From the coordinates of \(F_{1}\) and \(F_{2}\) we obtain the equations
\[ \begin{gathered} x_{G_{1}}-x_{F_{1}}=\left(z_{0}-y_{0}\right)\left(1-2 x_{0}\right) m, y_{G_{1}}-y_{F_{1}}=\left(2 y_{0}^{2}-y_{0}-D_{0}\right) m \\ z_{G_{1}}-z_{F_{1}}=\left(-2 z_{0}^{2}+z_{0}+D_{0}\right) m \end{gathered} \] where \(m=\tfrac{\left(1-2 x_{0}\right)\left(1-2 y_{0}\right)\left(1-2 z_{0}\right)(\delta-1)+\left[\left(1-2 y_{0}\right)\left(1-2 z_{0}\right)+2 D_{0}\right] D_{c}}{2\left(1-2 x_{0}\right)\left(1-2 y_{0}\right)\left(1-2 z_{0}\right)\left(2 y_{0}^{2}-y_{0}-D_{0}\right)}\).
On the other hand \(\overrightarrow{D E}\left(\left(z_{0}-y_{0}\right)\left(1-2 x_{0}\right) n,\left(2 y_{0}^{2}-y_{0}-D_{0}\right) n,\left(-2 z_{0}^{2}+z_{0}+D_{0}\right) n\right)\), where \(n=\tfrac{1-\delta}{2 y_{0}^{2}-y_{0}-D_{0}}\). Consequently \(F_{1} G_{1} \| D E\) or \(F_{1} G_{1} \equiv D E\). Analogously it could be shown that \(F_{2} G_{2} \| D E\) or \(F_{2} G_{2} \equiv D E\).

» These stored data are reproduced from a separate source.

//! Record collections and the global entity id space.

use std::collections::HashMap;
use std::fmt;

use serde::{Deserialize, Serialize};

use crate::error::{EntwineError, Result};

/// Global entity id: a record's position in the unified id space.
pub type EntityId = usize;

/// How many collections a run resolves over.
#[derive(Debug, Clone, Copy, PartialEq, Eq, Serialize, Deserialize)]
pub enum ResolutionKind {
    /// One collection, compared against itself.
    Dirty,
    /// Two collections, cross-side pairs only.
    CleanClean,
}

impl fmt::Display for ResolutionKind {
    fn fmt(&self, f: &mut fmt::Formatter<'_>) -> fmt::Result {
        match self {
            Self::Dirty => write!(f, "dirty"),
            Self::CleanClean => write!(f, "clean-clean"),
        }
    }
}

/// A single input record: an external identifier plus one text value per
/// declared attribute.
#[derive(Debug, Clone, PartialEq, Eq, Serialize, Deserialize)]
pub struct Record {
    /// External identifier, used only for the ground-truth id mapping.
    pub id: String,
    /// Attribute values, aligned with the side's declared attribute names.
    pub values: Vec<String>,
}

impl Record {
    /// Creates a record from its external id and attribute values.
    #[must_use]
    pub fn new(id: impl Into<String>, values: Vec<String>) -> Self {
        Self { id: id.into(), values }
    }
}

#[derive(Debug, Clone)]
struct CollectionSide {
    attributes: Vec<String>,
    records: Vec<Record>,
}

impl CollectionSide {
    fn text(&self, offset: usize, columns: &[usize]) -> String {
        let record = &self.records[offset];
        columns
            .iter()
            .map(|&column| record.values[column].as_str())
            .collect::<Vec<_>>()
            .join(" ")
    }
}

/// One or two sides of input records, read-only once constructed.
///
/// Side-1 records occupy global ids `0..n1` by position; side-2 records
/// (Clean-Clean only) occupy `n1..n1+n2`. [`dataset_limit`] equals `n1`, so
/// any id below it denotes a side-1 entity. Every downstream structure
/// speaks in these global ids.
///
/// [`dataset_limit`]: RecordCollection::dataset_limit
#[derive(Debug, Clone)]
pub struct RecordCollection {
    first: CollectionSide,
    second: Option<CollectionSide>,
}

impl RecordCollection {
    /// Creates a Dirty collection from one record table.
    pub fn dirty(attributes: Vec<String>, records: Vec<Record>) -> Result<Self> {
        Self::validate_side(&attributes, &records)?;
        Ok(Self { first: CollectionSide { attributes, records }, second: None })
    }

    /// Creates a Clean-Clean collection from two record tables.
    pub fn clean_clean(
        attributes_1: Vec<String>,
        records_1: Vec<Record>,
        attributes_2: Vec<String>,
        records_2: Vec<Record>,
    ) -> Result<Self> {
        Self::validate_side(&attributes_1, &records_1)?;
        Self::validate_side(&attributes_2, &records_2)?;
        Ok(Self {
            first: CollectionSide { attributes: attributes_1, records: records_1 },
            second: Some(CollectionSide { attributes: attributes_2, records: records_2 }),
        })
    }

    fn validate_side(attributes: &[String], records: &[Record]) -> Result<()> {
        if attributes.is_empty() {
            return Err(EntwineError::Config(
                "a collection side needs at least one attribute".into(),
            ));
        }
        for (position, record) in records.iter().enumerate() {
            if record.values.len() != attributes.len() {
                return Err(EntwineError::InvalidFormat(format!(
                    "record {position} ({:?}) has {} values, expected {}",
                    record.id,
                    record.values.len(),
                    attributes.len()
                )));
            }
        }
        Ok(())
    }

    /// Resolution kind this collection represents.
    #[must_use]
    pub fn kind(&self) -> ResolutionKind {
        if self.second.is_some() {
            ResolutionKind::CleanClean
        } else {
            ResolutionKind::Dirty
        }
    }

    /// Number of side-1 records; the boundary of the global id space.
    ///
    /// Ids below this value belong to side 1, ids at or above it to side 2.
    #[must_use]
    pub fn dataset_limit(&self) -> usize {
        self.first.records.len()
    }

    /// Number of side-1 records.
    #[must_use]
    pub fn num_entities_1(&self) -> usize {
        self.first.records.len()
    }

    /// Number of side-2 records (zero for Dirty collections).
    #[must_use]
    pub fn num_entities_2(&self) -> usize {
        self.second.as_ref().map_or(0, |side| side.records.len())
    }

    /// Total number of entities across both sides.
    #[must_use]
    pub fn num_entities(&self) -> usize {
        self.num_entities_1() + self.num_entities_2()
    }

    /// Declared attribute names of side 1.
    #[must_use]
    pub fn attributes_1(&self) -> &[String] {
        &self.first.attributes
    }

    /// Declared attribute names of side 2 (empty for Dirty collections).
    #[must_use]
    pub fn attributes_2(&self) -> &[String] {
        self.second.as_ref().map_or(&[], |side| side.attributes.as_slice())
    }

    /// Resolves side-1 attribute names to column indices.
    ///
    /// `None` selects every declared attribute. An unknown name is a
    /// configuration error, raised before any worker starts.
    pub fn resolve_attributes_1(&self, names: Option<&[String]>) -> Result<Vec<usize>> {
        Self::resolve(&self.first.attributes, names)
    }

    /// Resolves side-2 attribute names to column indices.
    ///
    /// Dirty collections have no second side, so the selection is empty.
    pub fn resolve_attributes_2(&self, names: Option<&[String]>) -> Result<Vec<usize>> {
        match &self.second {
            Some(side) => Self::resolve(&side.attributes, names),
            None => Ok(Vec::new()),
        }
    }

    fn resolve(attributes: &[String], names: Option<&[String]>) -> Result<Vec<usize>> {
        match names {
            None => Ok((0..attributes.len()).collect()),
            Some(names) => names
                .iter()
                .map(|name| {
                    attributes.iter().position(|attribute| attribute == name).ok_or_else(|| {
                        EntwineError::Config(format!("unknown attribute {name:?}"))
                    })
                })
                .collect(),
        }
    }

    /// Space-joined text of the selected attributes for one entity.
    ///
    /// The id is global: side-2 entities are addressed at or above
    /// [`dataset_limit`](Self::dataset_limit) and use `columns_2`. Columns
    /// must come from the matching `resolve_attributes_*` call.
    #[must_use]
    pub fn text_by_id(&self, id: EntityId, columns_1: &[usize], columns_2: &[usize]) -> String {
        match &self.second {
            Some(side) if id >= self.first.records.len() => {
                side.text(id - self.first.records.len(), columns_2)
            }
            _ => self.first.text(id, columns_1),
        }
    }

    /// External-id to global-id mapping for side 1.
    ///
    /// Built for evaluation against ground truth; the engine itself never
    /// reads it.
    #[must_use]
    pub fn id_mapping_1(&self) -> HashMap<String, EntityId> {
        self.first
            .records
            .iter()
            .enumerate()
            .map(|(position, record)| (record.id.clone(), position))
            .collect()
    }

    /// External-id to global-id mapping for side 2, offset by
    /// [`dataset_limit`](Self::dataset_limit). Empty for Dirty collections.
    #[must_use]
    pub fn id_mapping_2(&self) -> HashMap<String, EntityId> {
        let limit = self.dataset_limit();
        self.second.as_ref().map_or_else(HashMap::new, |side| {
            side.records
                .iter()
                .enumerate()
                .map(|(position, record)| (record.id.clone(), limit + position))
                .collect()
        })
    }
}

#[cfg(test)]
mod tests {
    use super::*;

    fn records(texts: &[&str]) -> Vec<Record> {
        texts
            .iter()
            .enumerate()
            .map(|(position, text)| Record::new(format!("r{position}"), vec![(*text).to_owned()]))
            .collect()
    }

    #[test]
    fn test_dirty_collection_basics() {
        let collection =
            RecordCollection::dirty(vec!["title".into()], records(&["a", "b", "c"])).unwrap();
        assert_eq!(collection.kind(), ResolutionKind::Dirty);
        assert_eq!(collection.dataset_limit(), 3);
        assert_eq!(collection.num_entities(), 3);
        assert_eq!(collection.num_entities_2(), 0);
        assert!(collection.attributes_2().is_empty());
    }

    #[test]
    fn test_clean_clean_offsets_side_two() {
        let collection = RecordCollection::clean_clean(
            vec!["name".into()],
            records(&["a", "b"]),
            vec!["title".into()],
            records(&["x", "y", "z"]),
        )
        .unwrap();
        assert_eq!(collection.kind(), ResolutionKind::CleanClean);
        assert_eq!(collection.dataset_limit(), 2);
        assert_eq!(collection.num_entities(), 5);
        assert_eq!(collection.text_by_id(0, &[0], &[0]), "a");
        assert_eq!(collection.text_by_id(2, &[0], &[0]), "x");
        assert_eq!(collection.text_by_id(4, &[0], &[0]), "z");
    }

    #[test]
    fn test_arity_mismatch_is_rejected() {
        let bad = vec![Record::new("r0", vec!["only one value".into()])];
        let result = RecordCollection::dirty(vec!["name".into(), "city".into()], bad);
        assert!(matches!(result, Err(EntwineError::InvalidFormat(_))));
    }

    #[test]
    fn test_empty_attribute_list_is_rejected() {
        let result = RecordCollection::dirty(Vec::new(), Vec::new());
        assert!(matches!(result, Err(EntwineError::Config(_))));
    }

    #[test]
    fn test_resolve_defaults_to_every_attribute() {
        let collection = RecordCollection::dirty(
            vec!["name".into(), "city".into()],
            vec![Record::new("r0", vec!["ada".into(), "london".into()])],
        )
        .unwrap();
        assert_eq!(collection.resolve_attributes_1(None).unwrap(), vec![0, 1]);
    }

    #[test]
    fn test_resolve_by_name_preserves_selection_order() {
        let collection = RecordCollection::dirty(
            vec!["name".into(), "city".into()],
            vec![Record::new("r0", vec!["ada".into(), "london".into()])],
        )
        .unwrap();
        let selection = vec!["city".to_owned(), "name".to_owned()];
        assert_eq!(collection.resolve_attributes_1(Some(&selection)).unwrap(), vec![1, 0]);
    }

    #[test]
    fn test_resolve_unknown_attribute_fails() {
        let collection =
            RecordCollection::dirty(vec!["name".into()], records(&["ada"])).unwrap();
        let selection = vec!["missing".to_owned()];
        let result = collection.resolve_attributes_1(Some(&selection));
        assert!(matches!(result, Err(EntwineError::Config(_))));
    }

    #[test]
    fn test_resolve_attributes_2_is_empty_for_dirty() {
        let collection =
            RecordCollection::dirty(vec!["name".into()], records(&["ada"])).unwrap();
        let selection = vec!["anything".to_owned()];
        assert!(collection.resolve_attributes_2(Some(&selection)).unwrap().is_empty());
    }

    #[test]
    fn test_text_joins_selected_columns_with_spaces() {
        let collection = RecordCollection::dirty(
            vec!["name".into(), "city".into(), "notes".into()],
            vec![Record::new("r0", vec!["ada".into(), "london".into(), "pioneer".into()])],
        )
        .unwrap();
        assert_eq!(collection.text_by_id(0, &[0, 2], &[]), "ada pioneer");
    }

    #[test]
    fn test_id_mappings_follow_the_offset_invariant() {
        let collection = RecordCollection::clean_clean(
            vec!["name".into()],
            records(&["a", "b"]),
            vec!["name".into()],
            records(&["x"]),
        )
        .unwrap();
        let mapping_1 = collection.id_mapping_1();
        let mapping_2 = collection.id_mapping_2();
        assert_eq!(mapping_1["r0"], 0);
        assert_eq!(mapping_1["r1"], 1);
        assert_eq!(mapping_2["r0"], 2, "side-2 ids start at dataset_limit");
        assert!(RecordCollection::dirty(vec!["name".into()], records(&["a"]))
            .unwrap()
            .id_mapping_2()
            .is_empty());
    }
}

The second assertion from the beginning could be obtained in the following way: Since \(M\) and \(P\) are the intersection points of the diagonals and the leg-lines of the trapezoid \(G_{1} F_{1} G_{2} F_{2}\), it follows from Steiners’s's theorem [3] that the line \(M P\) passes through the mid-points of the bases \(G_{1} F_{1}\) and \(G_{2} F_{2}\). Consequently, the line \(M P\) is a diameter of \(k\) and for this reason it passes through its center \(O\). Additionally the line \(M P\) is conjugate with the bases of the trapezoid \(G_{1} F_{1} G_{2} F_{2}\) and the line \(D E\). But the last is conjugate with \(A N\) according to the construction. Consequently \(M P \| A N\).
REFERENCES
Paskalev, G. & I. Chobanov (1985). Notable points in the triangle. Sofia: Narodna Prosveta [Паскалев, Г. & И. Чобанов (1985). Забележителни точки в триъгълника. София: Народна просвета.]
Grozdev, S. & V. Nenkov (2015). Geometric construction of Cheva curve, Mathematics and Informatics, 1, 52 – 57. [Гроздев, С. & В. Ненков (2015). Геометрична конструкция на крива на Чева, Математика и информатика, 1, 52 – 57.]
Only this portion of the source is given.